Entre collaboration et résistance : de la délicate position des « racisés » dans la
production de discours islamophobes dans le champ académique français
L’islam ou plus largement le fait religieux musulman et tout ce qu’il recoupe
potentiellement (pratiques, rites, croyances, sociologie des acteurs, institutions, sociétés
musulmanes, politisation du religieux, sexualité etc.) donnent lieu à de nombreux débats
médiatiques, politiques mais aussi scientifiques et heuristiques. Tout se passe comme si, le
caractère supposément atypique, qui signifie dans son sens premier, a-topos, « en dehors du
lieu », de « l’islam » faisait de celui-ci un sujet, -ou plutôt un objet- éternellement exotique et
surtout exogène. Pourtant, la théorie continuiste de Michel Dobry postule qu’il ne faut en
aucun cas faire capituler la sociologie et les méthodes d’analyse dont les sciences sociales
sont coutumières, devant ce qui est présenté comme « exceptionnel », car l’exceptionnalité est
toujours construite par rapport à une norme. Edward Said avait mis en garde lui aussi contre la
tentation de construire l’Orient comme un objet par essence « autre ». L’érection d’une
altérité islamique irréductible, intemporelle, imperméable aux contingences historiques pour
paraphraser Jean François Bayart, demeure pourtant toujours la norme parmi ceux qui
monopolisent la production de discours sur l’islam ou les musulmans.
En effet, parmi les « spécialistes » de l’islam « en » France (et pas « de » France selon
eux), certains se revendiquent ouvertement orientalistes1. Or ces acteurs sont régulièrement
sollicités par les pouvoirs publics lors des commissions parlementaires qui précèdent
l’adoption de politiques publiques visant à limiter voire à annihiler la visibilité du fait
religieux musulman dans l’espace public.

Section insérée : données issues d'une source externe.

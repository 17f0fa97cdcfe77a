//! Application-level error types for SkyCast.
//!
//! Domain crates carry their own error enums; this module provides the
//! top-level type the binary reports through, with user-friendly messages
//! suitable for display.

use thiserror::Error;

/// Top-level application error type.
///
/// Use `user_message()` to get a UI-appropriate message.
#[derive(Debug, Error)]
pub enum AppError {
    #[error("Configuration error: {0}")]
    Config(#[from] ConfigError),

    #[error("IO error: {0}")]
    Io(#[from] std::io::Error),

    /// Service-level errors (weather, storage, location) mapped from domain crates.
    #[error("Service error: {0}")]
    Service(String),

    #[error("{0}")]
    Other(#[from] anyhow::Error),
}

impl AppError {
    /// Wrap any domain error as a service error.
    pub fn service(err: impl std::fmt::Display) -> Self {
        AppError::Service(err.to_string())
    }

    /// Returns a user-friendly message suitable for display in the UI.
    pub fn user_message(&self) -> &'static str {
        match self {
            AppError::Config(e) => e.user_message(),
            AppError::Io(_) => "A file operation failed. Please try again.",
            AppError::Service(_) => "Weather data is unavailable right now.",
            AppError::Other(_) => "An unexpected error occurred. Please try again.",
        }
    }
}

/// Configuration errors.
#[derive(Debug, Error)]
pub enum ConfigError {
    #[error("Invalid configuration: {0}")]
    Invalid(String),

    #[error("Configuration parse error: {0}")]
    ParseError(String),
}

impl ConfigError {
    pub fn user_message(&self) -> &'static str {
        match self {
            ConfigError::Invalid(_) => "Invalid configuration. Check your settings.",
            ConfigError::ParseError(_) => "Configuration file is malformed. Check your settings.",
        }
    }
}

Ces discours orientalistes viennent donner une
caution scientifique à l’adoption de lois décriées comme étant substantiellement islamophobes
en validant les représentations que celles-ci véhiculent. Parmi ces universitaires, la position
des racisés est particulièrement délicates. Ils sont en effet pris entre les feux d’injonctions
contradictoires. Soit, ils sont sommés de produire à leur tour des visions caricaturales de la
réalité sociale musulmane et ainsi deviennent ce que Pierre Bourdieu qualifie « d’intellectuels
écrans », soit ils s’inscrivent dans une posture qui visent à déconstruire les préjugés qui sous-
tendent la production des représentations racistes et sont considérés comme n’étant pas
objectifs du fait de leur position de racisés et sont ainsi désavoués, au moins en partie, au sein
du champ académique.
Or, les effets des prises de position des racisés sont pour le moins paradoxaux. De la
sorte, si les universitaires orientalistes servent de cautions scientifiques aux acteurs publics,
les membres racisés du champ académique, ou ceux présentés comme tels pour l’occasion,
qui véhiculent ce type de représentations constituent quant à eux de véritables « boucliers
ethniques » puisque les autorités publiques se prémunissent de toutes critiques les accusant de
1 Lors d’une récente conférence à l’IEP d’Aix-en-Provence, le 5 juin 2014, pour faire la promotion de son livre
« Passion française », l’un des tenants de cette position orientaliste, Gilles Kepel a qualifié Samia Ghali, femme
politique franco-algérienne, qu’il avait interrogée « de femme aux charmes mauresques ».